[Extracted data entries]
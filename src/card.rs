use rand::seq::SliceRandom;

use crate::question::{Question, QuestionType};
use crate::session::AnswerResult;

/// Per-question scratch state for the card being shown: the typed draft, the
/// highlighted option, the fragment picks, and hint visibility.
///
/// None of this survives a question change. The app calls [`CardState::for_question`]
/// whenever the current question identity or feedback visibility changes, so
/// stale drafts or hint toggles can never bleed into the next card.
#[derive(Debug, Clone, Default)]
pub struct CardState {
    /// Typed answer draft (fill-in-the-blank).
    pub draft: String,
    /// Highlighted choice (multiple choice).
    pub selected_option: usize,
    /// Fragments picked so far, in pick order (rearrange).
    pub chosen: Vec<String>,
    /// Fragments still available to pick (rearrange).
    pub available: Vec<String>,
    /// Highlighted fragment in the available row (rearrange).
    pub fragment_cursor: usize,
    pub hint_visible: bool,
}

impl CardState {
    /// Fresh scratch state for `question`. When the learner navigates back to
    /// an already-answered question the draft is pre-filled from the recorded
    /// answer so the review shows what they typed.
    pub fn for_question(question: &Question, prior: Option<&AnswerResult>) -> Self {
        let mut card = CardState::default();

        match question.kind {
            QuestionType::Rearrange => {
                card.available = question.fragments.clone();
                card.available.shuffle(&mut rand::thread_rng());
            }
            QuestionType::MultipleChoice => {
                if let Some(prior) = prior {
                    if let Some(idx) = question.options.iter().position(|o| *o == prior.user_answer)
                    {
                        card.selected_option = idx;
                    }
                }
            }
            QuestionType::FillInBlank => {
                if let Some(prior) = prior {
                    card.draft = prior.user_answer.clone();
                }
            }
        }

        card
    }

    /// The answer the card would submit right now.
    pub fn composed_answer(&self, question: &Question) -> String {
        match question.kind {
            QuestionType::MultipleChoice => question
                .options
                .get(self.selected_option)
                .cloned()
                .unwrap_or_default(),
            QuestionType::FillInBlank => self.draft.trim().to_string(),
            QuestionType::Rearrange => self.chosen.join(" "),
        }
    }

    pub fn select_previous_option(&mut self) {
        if self.selected_option > 0 {
            self.selected_option -= 1;
        }
    }

    pub fn select_next_option(&mut self, option_count: usize) {
        if self.selected_option + 1 < option_count {
            self.selected_option += 1;
        }
    }

    pub fn move_fragment_cursor_left(&mut self) {
        if self.fragment_cursor > 0 {
            self.fragment_cursor -= 1;
        }
    }

    pub fn move_fragment_cursor_right(&mut self) {
        if self.fragment_cursor + 1 < self.available.len() {
            self.fragment_cursor += 1;
        }
    }

    /// Move the highlighted fragment from the available row to the answer.
    pub fn pick_fragment(&mut self) {
        if self.available.is_empty() {
            return;
        }
        let fragment = self.available.remove(self.fragment_cursor);
        self.chosen.push(fragment);
        if self.fragment_cursor >= self.available.len() && self.fragment_cursor > 0 {
            self.fragment_cursor -= 1;
        }
    }

    /// Put the most recently picked fragment back.
    pub fn unpick_fragment(&mut self) {
        if let Some(fragment) = self.chosen.pop() {
            self.available.push(fragment);
        }
    }

    pub fn toggle_hint(&mut self) {
        self.hint_visible = !self.hint_visible;
    }
}

#[cfg(test)]
mod tests {
    use super::*;

    fn rearrange_question() -> Question {
        Question {
            id: 4,
            kind: QuestionType::Rearrange,
            text: "Rearrange:".to_string(),
            correct_answer: "we should go".to_string(),
            options: vec![],
            fragments: vec!["go".into(), "we".into(), "should".into()],
            image_url: None,
            audio_url: None,
            explanation: Some("word order".to_string()),
        }
    }

    fn fill_question() -> Question {
        Question {
            id: 3,
            kind: QuestionType::FillInBlank,
            text: "___".to_string(),
            correct_answer: "since".to_string(),
            options: vec![],
            fragments: vec![],
            image_url: None,
            audio_url: None,
            explanation: None,
        }
    }

    fn prior(answer: &str) -> AnswerResult {
        AnswerResult {
            question_id: 3,
            user_answer: answer.to_string(),
            correct_answer: "since".to_string(),
            is_correct: answer == "since",
        }
    }

    #[test]
    fn reset_clears_scratch_state() {
        let mut card = CardState::for_question(&fill_question(), None);
        card.draft.push_str("for");
        card.hint_visible = true;

        let card = CardState::for_question(&fill_question(), None);
        assert!(card.draft.is_empty());
        assert!(!card.hint_visible);
    }

    #[test]
    fn reset_prefills_draft_from_prior_answer() {
        let card = CardState::for_question(&fill_question(), Some(&prior("for")));
        assert_eq!(card.draft, "for");
    }

    #[test]
    fn rearrange_reset_restocks_all_fragments() {
        let q = rearrange_question();
        let card = CardState::for_question(&q, None);

        assert!(card.chosen.is_empty());
        assert_eq!(card.available.len(), q.fragments.len());
        let mut available = card.available.clone();
        available.sort();
        let mut expected = q.fragments.clone();
        expected.sort();
        assert_eq!(available, expected);
    }

    #[test]
    fn pick_and_unpick_fragments() {
        let q = rearrange_question();
        let mut card = CardState::for_question(&q, None);
        card.available = q.fragments.clone(); // fixed order for the test
        card.fragment_cursor = 1;

        card.pick_fragment();
        assert_eq!(card.chosen, vec!["we".to_string()]);
        assert_eq!(card.available.len(), 2);

        card.unpick_fragment();
        assert!(card.chosen.is_empty());
        assert_eq!(card.available.len(), 3);
    }

    #[test]
    fn pick_clamps_cursor_at_the_end_of_the_row() {
        let q = rearrange_question();
        let mut card = CardState::for_question(&q, None);
        card.fragment_cursor = card.available.len() - 1;

        card.pick_fragment();
        assert!(card.fragment_cursor < card.available.len());

        card.pick_fragment();
        card.pick_fragment();
        assert!(card.available.is_empty());
        assert_eq!(card.fragment_cursor, 0);

        // Picking from an empty row is a no-op.
        card.pick_fragment();
        assert_eq!(card.chosen.len(), 3);
    }

    #[test]
    fn composed_answer_per_question_type() {
        let q = rearrange_question();
        let mut card = CardState::for_question(&q, None);
        card.available = q.fragments.clone();
        card.fragment_cursor = 1;
        card.pick_fragment(); // we
        card.fragment_cursor = 1;
        card.pick_fragment(); // should
        card.pick_fragment(); // go
        assert_eq!(card.composed_answer(&q), "we should go");

        let fq = fill_question();
        let mut card = CardState::for_question(&fq, None);
        card.draft = "  since ".to_string();
        assert_eq!(card.composed_answer(&fq), "since");
    }

    #[test]
    fn option_selection_stays_in_bounds() {
        let mut card = CardState::default();
        card.select_previous_option();
        assert_eq!(card.selected_option, 0);

        card.select_next_option(4);
        card.select_next_option(4);
        card.select_next_option(4);
        card.select_next_option(4);
        assert_eq!(card.selected_option, 3);
    }

    #[test]
    fn hint_toggles() {
        let mut card = CardState::default();
        card.toggle_hint();
        assert!(card.hint_visible);
        card.toggle_hint();
        assert!(!card.hint_visible);
    }
}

## TASK DIRECTIONS
Show the lines above that include "Some".

## ANSWER BOX
                if let Some(prior) = prior {
                    if let Some(idx) = question.options.iter().position(|o| *o == prior.user_answer)
                if let Some(prior) = prior {
        if let Some(fragment) = self.chosen.pop() {
            explanation: Some("word order".to_string()),
        let card = CardState::for_question(&fill_question(), Some(&prior("for")));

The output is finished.